Focusing Our Revision

“[I]n most parts of literary culture, revision has become as important as inspiration,” writes Craig Fehrman, who traces the current role of revision back to two influences – Modernism and the typewriter:

Most Modernist writers, like Hemingway with The Sun Also Rises, wrote by hand and then painstakingly typed up the results. That took time, but seeing their writing in such dramatically different forms—handwritten in a notebook, typed on a page, printed as a proof—encouraged them to revise it aggressively. “Much as I loathe the typewriter,” W.H. Auden wrote, “I must admit that it is a help in self-criticism. Typescript is so impersonal and hideous to look at that, if I type out a poem, I immediately see defects which I missed when I looked through it in manuscript.”

Twenty-first century technology has made revising easier than ever – maybe even too easy:

Today, most of us compose directly on our computers. Instead of generating physical page after physical page, which we can then reread and reorder, we now create a living document that, increasingly, is not printed at all until it becomes a final, published product. While this makes self-editing easier, [scholar and The Work of Revision author Hannah] Sullivan thinks it may paradoxically make wholesale revision, the kind that leads to radically rethinking our work, more difficult.
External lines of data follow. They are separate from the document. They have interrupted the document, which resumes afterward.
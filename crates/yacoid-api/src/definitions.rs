//! Handlers for `/definitions` endpoints.
//!
//! | Method | Path | Notes |
//! |--------|------|-------|
//! | `GET`  | `/definitions/{id}` | Single definition with its rejection log |
//! | `POST` | `/definitions/submit` | Body: [`DefinitionDraft`]; returns 201 + stored definition |
//! | `POST` | `/definitions/{id}/approve` | Admin only; returns 204 |
//! | `POST` | `/definitions/{id}/reject` | Admin only; body: `{"content":"..."}`; returns 201 + rejection |
//! | `POST` | `/definitions/{id}/change` | Submitter only; body: [`DefinitionPatch`]; returns 204 |
//! | `GET`  | `/definitions/newest` | Optional `limit`, `approved` |
//! | `GET`  | `/definitions/page_count` | Optional `page_size`, `approved` |
//! | `POST` | `/definitions/page` | Body: [`PageBody`] |

use axum::{
  Json,
  extract::{
    Path, Query, State,
    rejection::{JsonRejection, PathRejection, QueryRejection},
  },
  http::StatusCode,
  response::IntoResponse,
};
use serde::{Deserialize, Serialize};
use uuid::Uuid;
use yacoid_core::{
  definition::{Definition, DefinitionDraft, DefinitionPatch, Rejection},
  identity::IdentityProvider,
  store::{DefinitionFilter, DefinitionSort, DefinitionStore},
};

use crate::{AppState, auth::Caller, error::ApiError};

// ─── Reads ────────────────────────────────────────────────────────────────────

/// `GET /definitions/{id}`
pub async fn get_one<S, I>(
  State(state): State<AppState<S, I>>,
  id: Result<Path<Uuid>, PathRejection>,
) -> Result<Json<Definition>, ApiError>
where
  S: DefinitionStore + 'static,
  I: IdentityProvider + 'static,
{
  let Path(id) = id?;
  Ok(Json(state.listing.get_by_id(id).await?))
}

#[derive(Debug, Default, Deserialize)]
pub struct NewestParams {
  pub limit:    Option<usize>,
  /// Restrict to approved (`true`) or pending (`false`) definitions.
  pub approved: Option<bool>,
}

/// `GET /definitions/newest[?limit=N][&approved=true]`
pub async fn newest<S, I>(
  State(state): State<AppState<S, I>>,
  params: Result<Query<NewestParams>, QueryRejection>,
) -> Result<Json<Vec<Definition>>, ApiError>
where
  S: DefinitionStore + 'static,
  I: IdentityProvider + 'static,
{
  let Query(params) = params?;
  let limit = params.limit.unwrap_or(state.config.newest_limit);
  let filter = DefinitionFilter { approved: params.approved, ..Default::default() };
  Ok(Json(state.listing.get_newest(limit, filter).await?))
}

#[derive(Debug, Default, Deserialize)]
pub struct PageCountParams {
  pub page_size: Option<usize>,
  pub approved:  Option<bool>,
}

#[derive(Debug, Serialize, Deserialize)]
pub struct PageCount {
  pub count: u64,
}

/// `GET /definitions/page_count[?page_size=N][&approved=true]`
pub async fn page_count<S, I>(
  State(state): State<AppState<S, I>>,
  params: Result<Query<PageCountParams>, QueryRejection>,
) -> Result<Json<PageCount>, ApiError>
where
  S: DefinitionStore + 'static,
  I: IdentityProvider + 'static,
{
  let Query(params) = params?;
  let page_size = params.page_size.unwrap_or(state.config.default_page_size);
  let filter = DefinitionFilter { approved: params.approved, ..Default::default() };
  let count = state.listing.get_page_count(page_size, &filter).await?;
  Ok(Json(PageCount { count }))
}

/// JSON body accepted by `POST /definitions/page`.
#[derive(Debug, Deserialize)]
pub struct PageBody {
  pub page_size: Option<usize>,
  /// 1-based.
  #[serde(default = "first_page")]
  pub page:      usize,
  #[serde(default)]
  pub filter:    DefinitionFilter,
  #[serde(default)]
  pub sort:      DefinitionSort,
}

fn first_page() -> usize { 1 }

/// `POST /definitions/page`
pub async fn page<S, I>(
  State(state): State<AppState<S, I>>,
  body: Result<Json<PageBody>, JsonRejection>,
) -> Result<Json<Vec<Definition>>, ApiError>
where
  S: DefinitionStore + 'static,
  I: IdentityProvider + 'static,
{
  let Json(body) = body?;
  let page_size = body.page_size.unwrap_or(state.config.default_page_size);
  let definitions = state
    .listing
    .get_page(page_size, body.page, body.filter, body.sort)
    .await?;
  Ok(Json(definitions))
}

// ─── Transitions ──────────────────────────────────────────────────────────────

/// `POST /definitions/submit`: returns 201 + the stored definition.
pub async fn submit<S, I>(
  State(state): State<AppState<S, I>>,
  Caller(identity): Caller,
  body: Result<Json<DefinitionDraft>, JsonRejection>,
) -> Result<impl IntoResponse, ApiError>
where
  S: DefinitionStore + 'static,
  I: IdentityProvider + 'static,
{
  let Json(draft) = body?;
  let definition = state.moderation.submit(draft, &identity).await?;
  Ok((StatusCode::CREATED, Json(definition)))
}

/// `POST /definitions/{id}/approve`
pub async fn approve<S, I>(
  State(state): State<AppState<S, I>>,
  Caller(identity): Caller,
  id: Result<Path<Uuid>, PathRejection>,
) -> Result<StatusCode, ApiError>
where
  S: DefinitionStore + 'static,
  I: IdentityProvider + 'static,
{
  let Path(id) = id?;
  state.moderation.approve(id, &identity).await?;
  Ok(StatusCode::NO_CONTENT)
}

#[derive(Debug, Deserialize)]
pub struct RejectBody {
  /// The reason shown to the submitter.
  pub content: String,
}

/// `POST /definitions/{id}/reject`: returns 201 + the appended rejection.
pub async fn reject<S, I>(
  State(state): State<AppState<S, I>>,
  Caller(identity): Caller,
  id: Result<Path<Uuid>, PathRejection>,
  body: Result<Json<RejectBody>, JsonRejection>,
) -> Result<(StatusCode, Json<Rejection>), ApiError>
where
  S: DefinitionStore + 'static,
  I: IdentityProvider + 'static,
{
  let Path(id) = id?;
  let Json(body) = body?;
  let rejection = state.moderation.reject(id, &identity, &body.content).await?;
  Ok((StatusCode::CREATED, Json(rejection)))
}

/// `POST /definitions/{id}/change`. Only the fields present in the body are
/// written.
pub async fn change<S, I>(
  State(state): State<AppState<S, I>>,
  Caller(identity): Caller,
  id: Result<Path<Uuid>, PathRejection>,
  body: Result<Json<DefinitionPatch>, JsonRejection>,
) -> Result<StatusCode, ApiError>
where
  S: DefinitionStore + 'static,
  I: IdentityProvider + 'static,
{
  let Path(id) = id?;
  let Json(patch) = body?;
  state.moderation.edit(id, &identity, patch).await?;
  Ok(StatusCode::NO_CONTENT)
}
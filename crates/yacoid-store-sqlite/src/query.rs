//! Translation of [`DefinitionFilter`] and [`DefinitionSort`] into SQL.
//!
//! Only fixed SQL fragments are ever interpolated; every user-supplied value
//! travels as a positional parameter.

use rusqlite::types::Value;
use yacoid_core::store::{DefinitionFilter, DefinitionSort, SortDirection, SortField};

use crate::encode::{encode_dt, encode_uuid};

/// A `WHERE` clause (possibly empty) over the `definitions d` alias, with its
/// parameters in order.
pub struct WhereClause {
  pub sql:    String,
  pub params: Vec<Value>,
}

pub fn where_clause(filter: &DefinitionFilter) -> WhereClause {
  let mut conds: Vec<String> = Vec::new();
  let mut params: Vec<Value> = Vec::new();

  if let Some(title) = &filter.title {
    conds.push("d.title LIKE ? ESCAPE '\\'".to_owned());
    params.push(Value::Text(like_pattern(title)));
  }
  if let Some(content) = &filter.content {
    conds.push("d.content LIKE ? ESCAPE '\\'".to_owned());
    params.push(Value::Text(like_pattern(content)));
  }
  if !filter.publishing_dates.is_empty() {
    conds.push(format!(
      "d.publishing_date IN ({})",
      placeholders(filter.publishing_dates.len())
    ));
    params.extend(
      filter
        .publishing_dates
        .iter()
        .map(|d| Value::Text(encode_dt(*d))),
    );
  }
  if !filter.authors.is_empty() {
    conds.push(format!(
      "d.source_id IN (SELECT sa.source_id FROM source_authors sa WHERE sa.author_id IN ({}))",
      placeholders(filter.authors.len())
    ));
    params.extend(filter.authors.iter().map(|a| Value::Text(encode_uuid(*a))));
  }
  if !filter.sources.is_empty() {
    conds.push(format!("d.source_id IN ({})", placeholders(filter.sources.len())));
    params.extend(filter.sources.iter().map(|s| Value::Text(encode_uuid(*s))));
  }
  if !filter.tags.is_empty() {
    conds.push(format!(
      "EXISTS (SELECT 1 FROM json_each(d.tags) t WHERE t.value IN ({}))",
      placeholders(filter.tags.len())
    ));
    params.extend(filter.tags.iter().map(|t| Value::Text(t.clone())));
  }
  if let Some(approved) = filter.approved {
    conds.push("d.approved = ?".to_owned());
    params.push(Value::Integer(i64::from(approved)));
  }

  let sql = if conds.is_empty() {
    String::new()
  } else {
    format!("WHERE {}", conds.join(" AND "))
  };
  WhereClause { sql, params }
}

pub fn order_by(sort: DefinitionSort) -> String {
  let column = match sort.field {
    SortField::SubmittedAt => "d.submitted_at",
    SortField::LastSubmitChangeAt => "d.last_submit_change_at",
    SortField::PublishingDate => "d.publishing_date",
    SortField::Title => "d.title COLLATE NOCASE",
  };
  let dir = match sort.direction {
    SortDirection::Asc => "ASC",
    SortDirection::Desc => "DESC",
  };
  format!("ORDER BY {column} {dir}, d.definition_id {dir}")
}

pub fn placeholders(n: usize) -> String { vec!["?"; n].join(", ") }

/// `%needle%` with LIKE metacharacters escaped.
fn like_pattern(needle: &str) -> String {
  let mut out = String::with_capacity(needle.len() + 2);
  out.push('%');
  for c in needle.chars() {
    if matches!(c, '%' | '_' | '\\') {
      out.push('\\');
    }
    out.push(c);
  }
  out.push('%');
  out
}

#[cfg(test)]
mod tests {
  use uuid::Uuid;

  use super::*;

  #[test]
  fn empty_filter_has_no_where() {
    let w = where_clause(&DefinitionFilter::default());
    assert!(w.sql.is_empty());
    assert!(w.params.is_empty());
  }

  #[test]
  fn conditions_are_anded_with_matching_params() {
    let filter = DefinitionFilter {
      title: Some("50%".into()),
      sources: vec![Uuid::nil(), Uuid::new_v4()],
      approved: Some(true),
      ..Default::default()
    };
    let w = where_clause(&filter);
    assert_eq!(w.sql.matches(" AND ").count(), 2);
    assert_eq!(w.sql.matches('?').count(), w.params.len());
    assert_eq!(w.params[0], Value::Text("%50\\%%".into()));
    assert_eq!(w.params[3], Value::Integer(1));
  }

  #[test]
  fn sort_is_stable() {
    let sql = order_by(DefinitionSort::default());
    assert_eq!(sql, "ORDER BY d.submitted_at DESC, d.definition_id DESC");
  }
}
“The ideal environment for revision is one where you can preserve several different versions of a text,” Sullivan says. With only one in-progress draft on a computer, we lose the cues that led the Modernists to step back from their work and to revise it. “It’s that moment of typing things up that led to the really surprising and inventive changes,” Sullivan says. “The authors came back to their text, but it seemed estranged.”